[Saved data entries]

□ □ □ □ □

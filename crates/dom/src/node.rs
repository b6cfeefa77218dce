//! Defines the contract for a node in a live, externally mutated element tree.

use crate::error::DomError;
use crate::order;
use crate::selector::SelectorList;
use poi_types::{Rect, ScrollMetrics};
use std::cmp::Ordering;
use std::fmt::Debug;

/// The computed `overflow-y` of an element.
#[derive(Debug, Clone, Copy, PartialEq, Eq, Default)]
pub enum Overflow {
    #[default]
    Visible,
    Hidden,
    Clip,
    Auto,
    Scroll,
}

impl Overflow {
    /// Parses a CSS `overflow-y` value. Unknown values map to `Visible`.
    pub fn parse(value: &str) -> Self {
        match value.trim().to_ascii_lowercase().as_str() {
            "auto" => Overflow::Auto,
            "scroll" => Overflow::Scroll,
            "hidden" => Overflow::Hidden,
            "clip" => Overflow::Clip,
            _ => Overflow::Visible,
        }
    }

    /// `auto` and `scroll` are the only values that make an element a scroll container
    /// for our purposes.
    pub fn is_scrollable(&self) -> bool {
        matches!(self, Overflow::Auto | Overflow::Scroll)
    }
}

#[derive(Debug, Clone, Copy, PartialEq, Eq, Default)]
pub enum ScrollBehavior {
    #[default]
    Auto,
    Smooth,
}

/// The universal contract for an element in the host page.
///
/// A node is a non-owning handle: the host page owns the element and may detach it
/// at any time. Callers holding a node across event-loop turns must check
/// [`DomNode::is_connected`] before acting on it.
///
/// Only element nodes are exposed; text is reachable through [`DomNode::text_content`].
pub trait DomNode: Debug + Clone + PartialEq + 'static {
    /// Lower-case tag name (`div`, `h2`, `pre`).
    fn tag_name(&self) -> String;

    fn attribute(&self, name: &str) -> Option<String>;

    /// The parent element. `None` for the document element and for detached roots.
    fn parent(&self) -> Option<Self>;

    /// Element children in document order.
    fn children(&self) -> Vec<Self>;

    /// Concatenation of all descendant text, like the DOM's `textContent`.
    fn text_content(&self) -> String;

    /// Whether the node is still part of its document.
    fn is_connected(&self) -> bool;

    /// The computed `overflow-y` style.
    fn overflow_y(&self) -> Result<Overflow, DomError>;

    /// Viewport-relative bounding box.
    fn bounding_rect(&self) -> Rect;

    fn scroll_metrics(&self) -> ScrollMetrics;

    /// Scrolls this element's content to `top`. Hosts clamp to the valid range.
    fn scroll_to(&self, top: f64, behavior: ScrollBehavior);

    /// Document-order comparison. `None` when the nodes do not share a root.
    fn compare_position(&self, other: &Self) -> Option<Ordering> {
        order::compare_by_ancestry(self, other)
    }

    /// All descendant elements matching `selector`, in document order.
    fn select_all(&self, selector: &SelectorList) -> Vec<Self> {
        self.descendants()
            .into_iter()
            .filter(|n| selector.matches(n))
            .collect()
    }

    /// First descendant element matching `selector` in document order.
    fn select_first(&self, selector: &SelectorList) -> Option<Self> {
        self.descendants().into_iter().find(|n| selector.matches(n))
    }

    /// Pre-order traversal of descendant elements, excluding `self`.
    fn descendants(&self) -> Vec<Self> {
        let mut results = Vec::new();
        let mut stack: Vec<Self> = self.children().into_iter().rev().collect();
        while let Some(current) = stack.pop() {
            stack.extend(current.children().into_iter().rev());
            results.push(current);
        }
        results
    }

    fn has_class(&self, class: &str) -> bool {
        self.attribute("class")
            .is_some_and(|value| value.split_whitespace().any(|c| c == class))
    }

    /// Whether `other` is `self` or one of its descendants.
    fn contains(&self, other: &Self) -> bool {
        let mut current = Some(other.clone());
        while let Some(node) = current {
            if &node == self {
                return true;
            }
            current = node.parent();
        }
        false
    }

    /// The node followed by its ancestors, innermost first.
    fn ancestry(&self) -> Vec<Self> {
        let mut chain = vec![self.clone()];
        let mut current = self.parent();
        while let Some(node) = current {
            current = node.parent();
            chain.push(node);
        }
        chain
    }
}

/// The document hosting the nodes.
pub trait DomDocument {
    type Node: DomNode;

    /// The root element (`<html>`), if the document has one yet.
    fn document_element(&self) -> Option<Self::Node>;

    /// The `<body>` element, if present.
    fn body(&self) -> Option<Self::Node>;

    /// The URL of the current page, used to scope persisted annotations.
    fn location(&self) -> String;

    /// All elements matching `selector` in document order, including the root.
    fn select_all(&self, selector: &SelectorList) -> Vec<Self::Node> {
        let Some(root) = self.document_element() else {
            return Vec::new();
        };
        let mut results = Vec::new();
        if selector.matches(&root) {
            results.push(root.clone());
        }
        results.extend(root.select_all(selector));
        results
    }

    fn select_first(&self, selector: &SelectorList) -> Option<Self::Node> {
        let root = self.document_element()?;
        if selector.matches(&root) {
            return Some(root);
        }
        root.select_first(selector)
    }

    /// Whether `node` is attached to this document.
    fn contains(&self, node: &Self::Node) -> bool {
        node.is_connected()
            && self
                .document_element()
                .is_some_and(|root| root.contains(node))
    }
}

#[cfg(test)]
mod tests {
    use super::*;

    #[test]
    fn overflow_parsing() {
        assert_eq!(Overflow::parse("auto"), Overflow::Auto);
        assert_eq!(Overflow::parse(" SCROLL "), Overflow::Scroll);
        assert_eq!(Overflow::parse("overlay"), Overflow::Visible);
        assert!(Overflow::Auto.is_scrollable());
        assert!(!Overflow::Hidden.is_scrollable());
    }
}
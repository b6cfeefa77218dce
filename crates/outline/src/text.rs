/// Marker appended to truncated titles.
pub const ELLIPSIS: char = '…';

/// The first line of `text` (after trimming), cut to `max_len` characters with a
/// single ellipsis appended when it was longer.
pub fn short_text(text: &str, max_len: usize) -> String {
    let first_line = text.trim().split('\n').next().unwrap_or("");
    let first_line = first_line.strip_suffix('\r').unwrap_or(first_line);
    if first_line.chars().count() <= max_len {
        return first_line.to_string();
    }
    let mut cut: String = first_line.chars().take(max_len).collect();
    cut.push(ELLIPSIS);
    cut
}

#[cfg(test)]
mod tests {
    use super::*;

    #[test]
    fn keeps_short_first_line() {
        assert_eq!(short_text("  hello\nworld", 100), "hello");
        assert_eq!(short_text("windows\r\nline", 100), "windows");
        assert_eq!(short_text("", 100), "");
    }

    #[test]
    fn truncates_to_limit_plus_ellipsis() {
        let line = "x".repeat(150);
        let title = short_text(&line, 100);
        assert_eq!(title.chars().count(), 101);
        assert!(title.ends_with(ELLIPSIS));
        assert!(title.starts_with(&"x".repeat(100)));
    }

    #[test]
    fn exact_limit_is_not_truncated() {
        let line = "y".repeat(80);
        assert_eq!(short_text(&line, 80), line);
    }

    #[test]
    fn counts_characters_not_bytes() {
        let line = "ä".repeat(5);
        assert_eq!(short_text(&line, 3), "äää…");
    }
}
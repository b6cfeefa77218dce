//! [`ObserverHost`] over the browser's `IntersectionObserver`,
//! `MutationObserver` and `ResizeObserver`.

use crate::dom::WebNode;
use crate::error::host_error;
use poi_dom::{DomError, DomNode};
use poi_traits::{
    IntersectionCallback, IntersectionEntry, IntersectionObservation, MutationCallback,
    MutationKind, MutationRecord, ObserverHost, ResizeCallback, Teardown,
};
use std::cell::RefCell;
use wasm_bindgen::JsCast;
use wasm_bindgen::prelude::*;
use web_sys::{
    Element, IntersectionObserver, IntersectionObserverEntry, IntersectionObserverInit,
    MutationObserver, MutationObserverInit, ResizeObserver,
};

/// Drops `value` on a later microtask.
///
/// A teardown can run from inside the very callback it releases (a resize
/// re-attaching its own tracker); the closure must outlive that call.
fn release<T: 'static>(value: T) {
    wasm_bindgen_futures::spawn_local(async move {
        drop(value);
    });
}

#[derive(Debug, Default, Clone, Copy)]
pub struct BrowserObservers;

impl BrowserObservers {
    pub fn new() -> Self {
        Self
    }
}

struct NativeIntersection {
    observer: IntersectionObserver,
    callback: RefCell<Option<Closure<dyn FnMut(js_sys::Array)>>>,
}

impl IntersectionObservation<WebNode> for NativeIntersection {
    fn observe(&self, target: &WebNode) -> Result<(), DomError> {
        if self.callback.borrow().is_none() {
            return Err(DomError::Host("intersection observer is disconnected".to_string()));
        }
        if !target.is_connected() {
            return Err(DomError::Detached(target.tag_name()));
        }
        self.observer.observe(target.element());
        Ok(())
    }

    fn disconnect(&self) {
        let callback = self.callback.borrow_mut().take();
        if let Some(callback) = callback {
            self.observer.disconnect();
            release(callback);
        }
    }
}

impl Drop for NativeIntersection {
    fn drop(&mut self) {
        self.disconnect();
    }
}

fn intersection_batch(entries: js_sys::Array) -> Vec<IntersectionEntry<WebNode>> {
    entries
        .iter()
        .filter_map(|entry| entry.dyn_into::<IntersectionObserverEntry>().ok())
        .map(|entry| IntersectionEntry {
            target: WebNode::new(entry.target()),
            ratio: entry.intersection_ratio(),
            bounding_top: entry.bounding_client_rect().top(),
        })
        .collect()
}

fn mutation_record(record: web_sys::MutationRecord) -> Option<MutationRecord<WebNode>> {
    let kind = match record.type_().as_str() {
        "childList" => MutationKind::ChildList,
        "attributes" => MutationKind::Attributes,
        "characterData" => MutationKind::CharacterData,
        _ => return None,
    };
    // Character data records target the text node; report its element.
    let node = record.target()?;
    let target = match node.dyn_ref::<Element>() {
        Some(element) => element.clone(),
        None => node.parent_element()?,
    };
    Some(MutationRecord {
        kind,
        target: WebNode::new(target),
        added_nodes: record.added_nodes().length() as usize,
        removed_nodes: record.removed_nodes().length() as usize,
    })
}

impl ObserverHost<WebNode> for BrowserObservers {
    fn observe_intersections(
        &self,
        root: &WebNode,
        thresholds: &[f64],
        mut callback: IntersectionCallback<WebNode>,
    ) -> Result<Box<dyn IntersectionObservation<WebNode>>, DomError> {
        let closure = Closure::<dyn FnMut(js_sys::Array)>::new(move |entries: js_sys::Array| {
            callback(intersection_batch(entries));
        });

        let options = js_sys::Object::new();
        let threshold: js_sys::Array = thresholds.iter().map(|t| JsValue::from_f64(*t)).collect();
        js_sys::Reflect::set(&options, &"root".into(), root.element()).map_err(host_error)?;
        js_sys::Reflect::set(&options, &"threshold".into(), &threshold).map_err(host_error)?;

        let observer = IntersectionObserver::new_with_options(
            closure.as_ref().unchecked_ref(),
            options.unchecked_ref::<IntersectionObserverInit>(),
        )
        .map_err(host_error)?;

        Ok(Box::new(NativeIntersection {
            observer,
            callback: RefCell::new(Some(closure)),
        }))
    }

    fn observe_mutations(
        &self,
        root: &WebNode,
        mut callback: MutationCallback<WebNode>,
    ) -> Result<Teardown, DomError> {
        let closure = Closure::<dyn FnMut(js_sys::Array)>::new(move |records: js_sys::Array| {
            let batch = records
                .iter()
                .filter_map(|record| record.dyn_into::<web_sys::MutationRecord>().ok())
                .filter_map(mutation_record)
                .collect();
            callback(batch);
        });

        let observer = MutationObserver::new(closure.as_ref().unchecked_ref()).map_err(host_error)?;
        let init = MutationObserverInit::new();
        init.set_child_list(true);
        init.set_subtree(true);
        observer
            .observe_with_options(root.element(), &init)
            .map_err(host_error)?;

        Ok(Teardown::new(move || {
            observer.disconnect();
            release(closure);
        }))
    }

    fn observe_resize(&self, target: &WebNode, mut callback: ResizeCallback) -> Result<Teardown, DomError> {
        let closure = Closure::<dyn FnMut()>::new(move || callback());
        let observer = ResizeObserver::new(closure.as_ref().unchecked_ref()).map_err(host_error)?;
        observer.observe(target.element());

        Ok(Teardown::new(move || {
            observer.disconnect();
            release(closure);
        }))
    }
}
impl DomNode for MemNode {
    fn tag_name(&self) -> String {
        match &self.arena.borrow().nodes[self.id].kind {
            NodeKind::Element { tag, .. } => tag.clone(),
            NodeKind::Text(_) => "#text".to_string(),
            NodeKind::Document => "#document".to_string(),
        }
    }

    fn attribute(&self, name: &str) -> Option<String> {
        match &self.arena.borrow().nodes[self.id].kind {
            NodeKind::Element { attributes, .. } => attributes
                .iter()
                .find(|(k, _)| k.eq_ignore_ascii_case(name))
                .map(|(_, v)| v.clone()),
            _ => None,
        }
    }

    fn parent(&self) -> Option<Self> {
        let arena = self.arena.borrow();
        let parent = arena.nodes[self.id].parent?;
        if !arena.is_element(parent) {
            return None;
        }
        drop(arena);
        Some(self.handle(parent))
    }

    fn children(&self) -> Vec<Self> {
        let arena = self.arena.borrow();
        let ids: Vec<usize> = arena.nodes[self.id]
            .children
            .iter()
            .copied()
            .filter(|c| arena.is_element(*c))
            .collect();
        drop(arena);
        ids.into_iter().map(|id| self.handle(id)).collect()
    }

    fn text_content(&self) -> String {
        let mut out = String::new();
        self.arena.borrow().text_of(self.id, &mut out);
        out
    }

    fn is_connected(&self) -> bool {
        let arena = self.arena.borrow();
        let mut current = Some(self.id);
        while let Some(id) = current {
            if id == DOCUMENT {
                return true;
            }
            current = arena.nodes[id].parent;
        }
        false
    }

    fn overflow_y(&self) -> Result<Overflow, DomError> {
        if !self.is_connected() {
            return Err(DomError::Detached(format!("{:?}", self)));
        }
        let explicit = self.arena.borrow().nodes[self.id].layout.overflow_y;
        Ok(explicit.unwrap_or_else(|| self.style_overflow()))
    }

    fn bounding_rect(&self) -> Rect {
        self.arena.borrow().nodes[self.id].layout.rect
    }

    fn scroll_metrics(&self) -> ScrollMetrics {
        self.arena.borrow().nodes[self.id].layout.scroll
    }

    fn scroll_to(&self, top: f64, behavior: ScrollBehavior) {
        let mut arena = self.arena.borrow_mut();
        let layout = &mut arena.nodes[self.id].layout;
        layout.scroll.scroll_top = top.clamp(0.0, layout.scroll.max_scroll());
        layout.last_scroll_behavior = Some(behavior);
    }

    fn compare_position(&self, other: &Self) -> Option<Ordering> {
        if !Rc::ptr_eq(&self.arena, &other.arena) {
            return None;
        }
        crate::order::compare_by_ancestry(self, other)
    }
}

#[cfg(test)]
mod tests {
    use super::*;
    use crate::selector::parse_selector;

    const CHAT: &str = r#"<html><body><main style="overflow-y: auto"><article data-message-author-role="user">Hello
there</article></main></body></html>"#;

    #[test]
    fn parses_snapshot_and_reads_text() {
        let dom = MemoryDom::parse(CHAT).unwrap();
        let article = dom
            .select_first(&parse_selector("article").unwrap())
            .unwrap();
        assert_eq!(article.text_content(), "Hello\nthere");
        assert_eq!(article.attribute("data-message-author-role").as_deref(), Some("user"));
        assert_eq!(dom.body().unwrap().tag_name(), "body");
    }

    #[test]
    fn overflow_from_style_attribute() {
        let dom = MemoryDom::parse(CHAT).unwrap();
        let main = dom.select_first(&parse_selector("main").unwrap()).unwrap();
        assert_eq!(main.overflow_y().unwrap(), Overflow::Auto);
        let body = dom.body().unwrap();
        assert_eq!(body.overflow_y().unwrap(), Overflow::Visible);
    }

    #[test]
    fn removal_disconnects_subtree() {
        let dom = MemoryDom::parse(CHAT).unwrap();
        let main = dom.select_first(&parse_selector("main").unwrap()).unwrap();
        let article = main.children()[0].clone();
        assert!(article.is_connected());
        main.remove();
        assert!(!article.is_connected());
        assert!(main.overflow_y().is_err());
        assert!(dom.select_first(&parse_selector("article").unwrap()).is_none());
    }

    #[test]
    fn append_fragment_and_stream_text() {
        let dom = MemoryDom::parse(CHAT).unwrap();
        let main = dom.select_first(&parse_selector("main").unwrap()).unwrap();
        let reply = main
            .append_fragment(r#"<article data-message-author-role="assistant">Hi</article>"#)
            .unwrap();
        reply.append_text(" there");
        assert_eq!(reply.text_content(), "Hi there");
        assert_eq!(main.children().len(), 2);
        assert!(reply.is_connected());
    }

    #[test]
    fn scroll_to_clamps_to_range() {
        let dom = MemoryDom::parse(CHAT).unwrap();
        let main = dom.select_first(&parse_selector("main").unwrap()).unwrap();
        main.set_scroll_metrics(ScrollMetrics::new(0.0, 1000.0, 400.0));
        main.scroll_to(900.0, ScrollBehavior::Smooth);
        assert_eq!(main.scroll_metrics().scroll_top, 600.0);
        main.scroll_to(-5.0, ScrollBehavior::Auto);
        assert_eq!(main.scroll_metrics().scroll_top, 0.0);
        assert_eq!(main.last_scroll_behavior(), Some(ScrollBehavior::Auto));
    }
}
//! The rebuild orchestrator.
//!
//! A [`Navigator`] owns the annotation store and every observer attachment. It is
//! either idle or has one rebuild pending; triggers arriving while a rebuild is
//! pending restart the debounce window, and each window that expires runs exactly
//! one rebuild pass:
//!
//! 1. extract messages (none: abort, the page has not rendered yet)
//! 2. resolve the scroll container (none: abort)
//! 3. capture the scroll position
//! 4. build the outline
//! 5. merge it into the store, which notifies subscribers
//! 6. re-attach visibility tracking and the resize watch
//! 7. restore the scroll position, then correct it on the next frames

mod builder;
mod navigation;
mod rebuild;
mod scroll;
mod streaming;

pub use builder::NavigatorBuilder;
pub use navigation::Direction;
pub use scroll::ScrollCapture;
pub use streaming::{StopButtonSignal, StreamingSignal};

use crate::config::NavConfig;
use crate::error::NavError;
use poi_dom::DomDocument;
use poi_extract::Extractor;
use poi_observe::{Debouncer, MutationWatcher};
use poi_outline::OutlineBuilder;
use poi_store::{AnnotationStore, StateSnapshot};
use poi_traits::{ObserverHost, Scheduler, TaskId, Teardown};
use std::cell::RefCell;
use std::fmt;
use std::rc::{Rc, Weak};

/// Whether a rebuild is waiting for its debounce window to close.
#[derive(Debug, Clone, Copy, PartialEq, Eq)]
pub enum RebuildState {
    Idle,
    RebuildPending,
}

/// How one rebuild pass ended.
#[derive(Debug, Clone, Copy, PartialEq, Eq)]
pub enum RebuildOutcome {
    Rebuilt { poi_count: usize },
    /// No message elements yet.
    NoMessages,
    /// No scroll container yet.
    NoScrollContainer,
    /// A step failed; the error was logged and the next trigger retries.
    Failed,
    Disposed,
}

#[derive(Debug, Clone, Copy, PartialEq, Eq)]
enum Phase {
    Created,
    Running,
    Disposed,
}

struct Runtime<N> {
    phase: Phase,
    scroll_container: Option<N>,
    visibility: Option<Teardown>,
    resize: Option<Teardown>,
    mutation: Option<Teardown>,
    correction: Option<TaskId>,
    passes: u64,
}

pub(crate) struct Inner<D: DomDocument> {
    document: D,
    config: NavConfig,
    extractor: Extractor,
    outline: OutlineBuilder,
    store: Rc<AnnotationStore<D::Node>>,
    scheduler: Rc<dyn Scheduler>,
    observers: Rc<dyn ObserverHost<D::Node>>,
    streaming: Option<Box<dyn StreamingSignal>>,
    ignore_within: Option<D::Node>,
    debouncer: Debouncer,
    runtime: RefCell<Runtime<D::Node>>,
    weak: Weak<Inner<D>>,
}

/// Keeps the outline of a live chat page in sync with its DOM.
///
/// Cloning yields another handle to the same navigator.
pub struct Navigator<D: DomDocument + 'static> {
    inner: Rc<Inner<D>>,
}

impl<D: DomDocument + 'static> Clone for Navigator<D> {
    fn clone(&self) -> Self {
        Self {
            inner: self.inner.clone(),
        }
    }
}

impl<D: DomDocument + 'static> fmt::Debug for Navigator<D> {
    fn fmt(&self, f: &mut fmt::Formatter<'_>) -> fmt::Result {
        let runtime = self.inner.runtime.borrow();
        f.debug_struct("Navigator")
            .field("phase", &runtime.phase)
            .field("passes", &runtime.passes)
            .field("state", &self.state())
            .field("store", &self.inner.store)
            .finish()
    }
}

impl<D: DomDocument + 'static> Navigator<D> {
    pub fn builder(document: D) -> NavigatorBuilder<D>
    where
        D: Clone,
    {
        NavigatorBuilder::new(document)
    }

    /// Runs the first rebuild and starts watching the chat for structural
    /// changes. A navigator starts once.
    pub fn start(&self) -> Result<(), NavError> {
        {
            let mut runtime = self.inner.runtime.borrow_mut();
            if runtime.phase != Phase::Created {
                log::info!("navigator already started, skipping");
                return Err(NavError::AlreadyStarted);
            }
            runtime.phase = Phase::Running;
        }

        let chat_root = self.inner.extractor.find_chat_root(&self.inner.document);
        self.inner.resolve_scroll_container();
        self.inner.rebuild("init");

        let Some(root) = chat_root else {
            log::warn!("no chat root to watch; rebuilds only run on request");
            return Ok(());
        };
        let weak = self.inner.weak.clone();
        let teardown = MutationWatcher::attach(
            self.inner.observers.as_ref(),
            &root,
            self.inner.ignore_within.clone(),
            move || {
                if let Some(inner) = weak.upgrade() {
                    inner.schedule_rebuild("mutation");
                }
            },
        )?;
        self.inner.runtime.borrow_mut().mutation = Some(teardown);
        log::info!("navigator started");
        Ok(())
    }

    /// Opens (or restarts) the debounce window for a rebuild.
    pub fn schedule_rebuild(&self, reason: &str) {
        self.inner.schedule_rebuild(reason);
    }

    /// Runs one rebuild pass immediately, cancelling any pending one.
    pub fn rebuild_now(&self, reason: &str) -> RebuildOutcome {
        self.inner.debouncer.cancel();
        self.inner.rebuild(reason)
    }

    pub fn state(&self) -> RebuildState {
        if self.inner.debouncer.is_pending() {
            RebuildState::RebuildPending
        } else {
            RebuildState::Idle
        }
    }

    pub fn store(&self) -> &Rc<AnnotationStore<D::Node>> {
        &self.inner.store
    }

    pub fn snapshot(&self) -> StateSnapshot<D::Node> {
        self.inner.store.snapshot()
    }

    pub fn subscribe(&self, subscriber: impl Fn(&StateSnapshot<D::Node>) + 'static) -> Teardown {
        self.inner.store.subscribe(subscriber)
    }

    pub fn config(&self) -> &NavConfig {
        &self.inner.config
    }

    pub fn document(&self) -> &D {
        &self.inner.document
    }

    /// The cached scroll container, if it is still attached.
    pub fn scroll_container(&self) -> Option<D::Node> {
        let cached = self.inner.runtime.borrow().scroll_container.clone();
        cached.filter(|c| self.inner.document.contains(c))
    }

    /// The message element enclosing `node`, for highlighting the active message.
    pub fn message_root_of(&self, node: &D::Node) -> Option<D::Node> {
        self.inner.extractor.message_root_of(node)
    }

    pub fn passes(&self) -> u64 {
        self.inner.runtime.borrow().passes
    }

    pub fn is_disposed(&self) -> bool {
        self.inner.is_disposed()
    }

    /// Tears down every observer and cancels pending work. Idempotent.
    pub fn dispose(&self) {
        let teardowns = {
            let mut runtime = self.inner.runtime.borrow_mut();
            if runtime.phase == Phase::Disposed {
                return;
            }
            runtime.phase = Phase::Disposed;
            runtime.scroll_container = None;
            [
                runtime.visibility.take(),
                runtime.resize.take(),
                runtime.mutation.take(),
            ]
        };
        self.inner.debouncer.cancel();
        self.inner.cancel_correction();
        for teardown in teardowns.into_iter().flatten() {
            teardown.run();
        }
        log::info!("navigator disposed");
    }
}

impl<D: DomDocument + 'static> Inner<D> {
    fn is_disposed(&self) -> bool {
        self.runtime.borrow().phase == Phase::Disposed
    }

    fn schedule_rebuild(&self, reason: &str) {
        if self.is_disposed() {
            log::debug!("rebuild request ignored after dispose ({})", reason);
            return;
        }
        let streaming = self.streaming.as_ref().is_some_and(|signal| signal.is_streaming());
        let delay = match self.config.streaming_debounce() {
            Some(delay) if streaming => delay,
            _ => self.config.debounce(),
        };
        log::debug!("schedule rebuild: {} (delay {:?}, streaming {})", reason, delay, streaming);

        let weak = self.weak.clone();
        let reason = format!("scheduled:{}", reason);
        self.debouncer.schedule(delay, move || {
            if let Some(inner) = weak.upgrade() {
                inner.rebuild(&reason);
            }
        });
    }

    /// The cached container while it is attached, otherwise a fresh lookup.
    fn resolve_scroll_container(&self) -> Option<D::Node> {
        let cached = self.runtime.borrow().scroll_container.clone();
        if let Some(container) = cached {
            if self.document.contains(&container) {
                return Some(container);
            }
            log::debug!("cached scroll container detached, resolving again");
        }
        let found = self.extractor.find_scroll_container(&self.document);
        self.runtime.borrow_mut().scroll_container = found.clone();
        found
    }
}
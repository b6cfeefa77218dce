use poi_dom::{DomError, DomNode};
use poi_traits::{ObserverHost, Teardown};

/// Calls `on_resize` whenever `target` changes size.
pub fn watch_resize<N: DomNode>(
    host: &dyn ObserverHost<N>,
    target: &N,
    on_resize: impl FnMut() + 'static,
) -> Result<Teardown, DomError> {
    let teardown = host.observe_resize(target, Box::new(on_resize))?;
    log::debug!("resize watch attached to <{}>", target.tag_name());
    Ok(teardown)
}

□ □ □ □ □

## WORK REQUEST
All that belongs in the answer is the lines from the start of the entries above through the line containing "fn tag_name(&self) -> String;", each given exactly.

## RESPONSE
filename crates/dom/src/node.rs
repository b6cfeefa77218dce
//! Defines the contract for a node in a live, externally mutated element tree.

use crate::error::DomError;
use crate::order;
use crate::selector::SelectorList;
use poi_types::{Rect, ScrollMetrics};
use std::cmp::Ordering;
use std::fmt::Debug;

/// The computed `overflow-y` of an element.
#[derive(Debug, Clone, Copy, PartialEq, Eq, Default)]
pub enum Overflow {
    #[default]
    Visible,
    Hidden,
    Clip,
    Auto,
    Scroll,
}

impl Overflow {
    /// Parses a CSS `overflow-y` value. Unknown values map to `Visible`.
    pub fn parse(value: &str) -> Self {
        match value.trim().to_ascii_lowercase().as_str() {
            "auto" => Overflow::Auto,
            "scroll" => Overflow::Scroll,
            "hidden" => Overflow::Hidden,
            "clip" => Overflow::Clip,
            _ => Overflow::Visible,
        }
    }

    /// `auto` and `scroll` are the only values that make an element a scroll container
    /// for our purposes.
    pub fn is_scrollable(&self) -> bool {
        matches!(self, Overflow::Auto | Overflow::Scroll)
    }
}

#[derive(Debug, Clone, Copy, PartialEq, Eq, Default)]
pub enum ScrollBehavior {
    #[default]
    Auto,
    Smooth,
}

/// The universal contract for an element in the host page.
///
/// A node is a non-owning handle: the host page owns the element and may detach it
/// at any time. Callers holding a node across event-loop turns must check
/// [`DomNode::is_connected`] before acting on it.
///
/// Only element nodes are exposed; text is reachable through [`DomNode::text_content`].
pub trait DomNode: Debug + Clone + PartialEq + 'static {
    /// Lower-case tag name (`div`, `h2`, `pre`).
    fn tag_name(&self) -> String;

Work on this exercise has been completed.